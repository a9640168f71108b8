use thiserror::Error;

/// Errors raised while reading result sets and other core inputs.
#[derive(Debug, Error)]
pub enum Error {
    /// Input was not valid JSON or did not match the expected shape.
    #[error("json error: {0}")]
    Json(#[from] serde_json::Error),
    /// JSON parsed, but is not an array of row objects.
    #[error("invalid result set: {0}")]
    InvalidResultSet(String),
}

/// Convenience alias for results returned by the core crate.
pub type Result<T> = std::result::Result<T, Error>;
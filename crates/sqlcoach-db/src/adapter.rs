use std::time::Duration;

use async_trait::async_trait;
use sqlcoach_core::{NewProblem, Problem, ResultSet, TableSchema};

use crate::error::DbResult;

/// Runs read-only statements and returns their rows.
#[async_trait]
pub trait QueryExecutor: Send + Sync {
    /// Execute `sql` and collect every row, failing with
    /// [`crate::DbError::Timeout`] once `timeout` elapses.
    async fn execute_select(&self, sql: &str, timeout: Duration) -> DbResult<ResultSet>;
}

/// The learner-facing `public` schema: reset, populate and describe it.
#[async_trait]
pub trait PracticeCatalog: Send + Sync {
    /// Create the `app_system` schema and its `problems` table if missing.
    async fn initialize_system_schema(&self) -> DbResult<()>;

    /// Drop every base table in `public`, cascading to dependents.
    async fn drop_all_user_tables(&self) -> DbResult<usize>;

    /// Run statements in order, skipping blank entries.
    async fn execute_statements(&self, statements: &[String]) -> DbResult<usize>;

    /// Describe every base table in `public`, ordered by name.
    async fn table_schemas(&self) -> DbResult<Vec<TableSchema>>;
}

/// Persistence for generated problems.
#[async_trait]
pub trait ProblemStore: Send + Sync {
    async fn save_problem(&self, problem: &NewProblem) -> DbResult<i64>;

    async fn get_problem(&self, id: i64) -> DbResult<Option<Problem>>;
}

....................

THE TASK |
What lines of the listing above hold "public"? Copy all of them.

RESPONSE TO THE EXERCISE |
/// The learner-facing `public` schema: reset, populate and describe it.
    /// Drop every base table in `public`, cascading to dependents.
    /// Describe every base table in `public`, ordered by name.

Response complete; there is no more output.